De tanto en tanto se me da por escribir una novela. Comienzo a tomar notas, a hacer brainstorming en soledad, a leer cosas que me gustan con la esperanza pueril de imantarme de su virtud y gracia. Nunca funciona. Pierdo el interés después de una o dos semanas en las que caigo en diversos grados de autoflagelación, repitiendo mántricamente para mis adentros “no te da el cuero”.
Hace unos diez años trascendí la barrera de los preámbulos y acopié en menos de un mes 80 páginas autorreferenciales y pésimamente escritas que, pasado el trance, eliminé de todos mis archivos, no sin haber cometido antes el error de invitar a un escritor admirado a leerlas. Puedo imaginarlo tirando el manuscrito al tacho de basura al llegar a la página tres, aunque quizás no lo haya tirado para rehusar el papel, nunca lo sabré, ni quiero saberlo.

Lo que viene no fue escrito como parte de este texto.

use clap::Parser;
use std::path::PathBuf;

#[derive(Parser, Debug)]
#[command(author, version, about, long_about = None)]
pub struct Cli {
    /// Path to the JSON configuration file
    #[arg(short, long)]
    pub config: PathBuf,

    /// Result files to import (will over-write the config file)
    #[arg(short, long)]
    pub result_file: Vec<PathBuf>,

    /// Path to the protein sequence index (will over-write the config file)
    #[arg(short, long)]
    pub sequence_index: Option<PathBuf>,

    /// Path to the output directory
    #[arg(short, long)]
    pub output_dir: Option<PathBuf>,

    /// Worker thread count; 0 means one per available processing unit
    #[arg(short, long)]
    pub threads: Option<usize>,
}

Días pasados, acicateada por la inmovilidad de un nuevo confinamiento, la fantasía de la novela comenzó a rondar nuevamente, esta vez bajo la forma de un ejercicio especulativo de la peor calaña que me llevó a preguntarme por los mejores ingredientes posibles para un best seller contemporáneo. Repasé hits de autoras francesas buscando pistas seguras: un abuso narrado 30 años más tarde en El consentimiento, de Vanessa Springora, un marido inmigrante que puede ser –o no– un asesino, en No es necesario soñar, de Pascale Dietrich, “La reina de la comedia negra”. No me convencieron, pero sí lo hizo la inquietante protagonista de Respiración ovárica, nueva novela de la argentina Ingrid Sarchman, al decir: “Una historia de lo más clisé sobre una quinceañera de hormonas curiosas que decide iniciarse en el turismo lésbico con una señora japonesa que la triplica en edad. A primera vista se quería hacer la Marguerite Durás pero sin la parte de la poesía. Era una especie de 50 sombras de Grey con aspiraciones literarias. Sin introducción que pusiera al lector en clima describía, durante párrafos, cómo tenía orgasmos múltiples con solo mirar los ojos rasgados de su amante”.
Ahora sé que cuando haya acumulado un par de intentos fallidos más, cuando haya perdido cualquier vestigio de autorrespeto, cuando ya no me importe otra cosa que el fingimiento de ser alguien capaz de hacer novelas, habrá infinitas fórmulas salvadoras. Alcanzará con someter viejos iconos literarios al tamiz millennial y ejecutar variaciones degradadas de lo que existió. Algo muy fácil si se cuenta con la ausencia de escrúpulos propia de los ganadores.